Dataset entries
--------------------------------------------------
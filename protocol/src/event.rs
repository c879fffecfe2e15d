use serde::{Deserialize, Serialize};

use crate::message::MessageContent;
use crate::tool::{ToolCall, ToolExecutionResult};

/// Normalised token accounting for one model call (spec §4.6).
///
/// Backends report either `prompt_tokens`/`completion_tokens` or
/// `input_tokens`/`output_tokens`; the orchestrator normalises to this
/// shape once, computing `total_tokens` as the sum when the backend
/// didn't supply it directly.
#[derive(Debug, Clone, Copy, Default, PartialEq, Eq, Serialize, Deserialize)]
pub struct Usage {
    pub prompt_tokens: u64,
    pub completion_tokens: u64,
    pub total_tokens: u64,
}

impl Usage {
    pub fn new(prompt_tokens: u64, completion_tokens: u64) -> Self {
        Self { prompt_tokens, completion_tokens, total_tokens: prompt_tokens + completion_tokens }
    }
}

/// Terminal status of a sub-agent invocation, carried on
/// `SubAgentCompleted` (spec §4.5, §6).
#[derive(Debug, Clone, Copy, PartialEq, Eq, Serialize, Deserialize)]
#[serde(rename_all = "snake_case")]
pub enum SubAgentStatus {
    Success,
    Error,
    Timeout,
}

/// The tagged union of progress events streamed to a presentation layer
/// (spec §6). Closed deliberately — see the crate-level note on
/// `ErrorReason` for the rationale shared by every wire-visible enum here.
#[derive(Debug, Clone, Serialize, Deserialize)]
#[serde(tag = "type", rename_all = "snake_case")]
pub enum AgentEvent {
    MessageStarted {
        conversation_id: String,
        message_id: String,
        user_content: MessageContent,
        enhanced: Vec<String>,
        tool_names: Vec<String>,
    },
    AssistantChunk {
        conversation_id: String,
        message_id: String,
        delta: String,
        #[serde(default, skip_serializing_if = "Option::is_none")]
        usage: Option<Usage>,
    },
    ReasoningChunk {
        conversation_id: String,
        message_id: String,
        delta: String,
    },
    StreamFinish {
        conversation_id: String,
        message_id: String,
        #[serde(default, skip_serializing_if = "Option::is_none")]
        finish_reason: Option<String>,
        #[serde(default, skip_serializing_if = "Option::is_none")]
        usage: Option<Usage>,
    },
    ToolCalls {
        conversation_id: String,
        message_id: String,
        tool_calls: Vec<ToolCall>,
        #[serde(default, skip_serializing_if = "Option::is_none")]
        usage: Option<Usage>,
    },
    ToolApprovalRequired {
        conversation_id: String,
        message_id: String,
        tool_calls: Vec<ToolCall>,
        approval_id: String,
    },
    ToolResult {
        conversation_id: String,
        message_id: String,
        result: ToolExecutionResult,
    },
    AssistantMessage {
        conversation_id: String,
        message_id: String,
        content: MessageContent,
        #[serde(default, skip_serializing_if = "Option::is_none")]
        usage: Option<Usage>,
    },
    MemoryAppended {
        conversation_id: String,
        delta: Vec<crate::message::Message>,
    },
    SubAgentStarted {
        conversation_id: String,
        message_id: String,
        agent_id: String,
        agent_name: String,
        tool_call_id: String,
    },
    SubAgentToolCall {
        conversation_id: String,
        message_id: String,
        agent_id: String,
        tool_call_id: String,
        tool_name: String,
        tool_arguments: String,
    },
    SubAgentToolResult {
        conversation_id: String,
        message_id: String,
        agent_id: String,
        tool_call_id: String,
        tool_name: String,
        duration_ms: u64,
        status: crate::message::ToolMessageStatus,
    },
    SubAgentCompleted {
        conversation_id: String,
        message_id: String,
        agent_id: String,
        agent_name: String,
        status: SubAgentStatus,
        result_message: String,
        total_duration_ms: u64,
    },
    Done {
        conversation_id: String,
        message_id: String,
        response_time_ms: u64,
        #[serde(default, skip_serializing_if = "Option::is_none")]
        usage: Option<Usage>,
    },
    Error {
        conversation_id: String,
        #[serde(default, skip_serializing_if = "Option::is_none")]
        message_id: Option<String>,
        error: String,
    },
}

impl AgentEvent {
    pub fn conversation_id(&self) -> &str {
        match self {
            AgentEvent::MessageStarted { conversation_id, .. }
            | AgentEvent::AssistantChunk { conversation_id, .. }
            | AgentEvent::ReasoningChunk { conversation_id, .. }
            | AgentEvent::StreamFinish { conversation_id, .. }
            | AgentEvent::ToolCalls { conversation_id, .. }
            | AgentEvent::ToolApprovalRequired { conversation_id, .. }
            | AgentEvent::ToolResult { conversation_id, .. }
            | AgentEvent::AssistantMessage { conversation_id, .. }
            | AgentEvent::MemoryAppended { conversation_id, .. }
            | AgentEvent::SubAgentStarted { conversation_id, .. }
            | AgentEvent::SubAgentToolCall { conversation_id, .. }
            | AgentEvent::SubAgentToolResult { conversation_id, .. }
            | AgentEvent::SubAgentCompleted { conversation_id, .. }
            | AgentEvent::Done { conversation_id, .. }
            | AgentEvent::Error { conversation_id, .. } => conversation_id,
        }
    }

    /// True for the two tags that legally terminate a turn's event stream
    /// (spec §8: "the final emitted event is exactly one of Done or Error").
    pub fn is_terminal(&self) -> bool {
        matches!(self, AgentEvent::Done { .. } | AgentEvent::Error { .. })
    }
}

/// Sink that progress events are published to. Implemented by whatever
/// presentation layer embeds this runtime (spec §1: the TUI is out of
/// scope, only this contract matters here).
pub trait EventSink: Send + Sync {
    fn emit(&self, event: AgentEvent);
}

#[cfg(test)]
mod tests {
    use super::*;

    #[test]
    fn done_and_error_are_terminal() {
        let done = AgentEvent::Done {
            conversation_id: "c".into(),
            message_id: "m".into(),
            response_time_ms: 1,
            usage: None,
        };
        let error = AgentEvent::Error { conversation_id: "c".into(), message_id: None, error: "x".into() };
        let started = AgentEvent::MessageStarted {
            conversation_id: "c".into(),
            message_id: "m".into(),
            user_content: MessageContent::Text("hi".into()),
            enhanced: vec![],
            tool_names: vec![],
        };
        assert!(done.is_terminal());
        assert!(error.is_terminal());
        assert!(!started.is_terminal());
    }

    #[test]
    fn usage_total_is_sum() {
        let usage = Usage::new(10, 5);
        assert_eq!(usage.total_tokens, 15);
    }
}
--------------------------------------------------
The expected answer is an exact copy of the lines above, beginning at the line with "turn's event stream" and ending at the line with "contract matters here).", with both ends in.

Response to the task:
    /// True for the two tags that legally terminate a turn's event stream
    /// (spec §8: "the final emitted event is exactly one of Done or Error").
    pub fn is_terminal(&self) -> bool {
        matches!(self, AgentEvent::Done { .. } | AgentEvent::Error { .. })
    }
}

/// Sink that progress events are published to. Implemented by whatever
/// presentation layer embeds this runtime (spec §1: the TUI is out of
/// scope, only this contract matters here).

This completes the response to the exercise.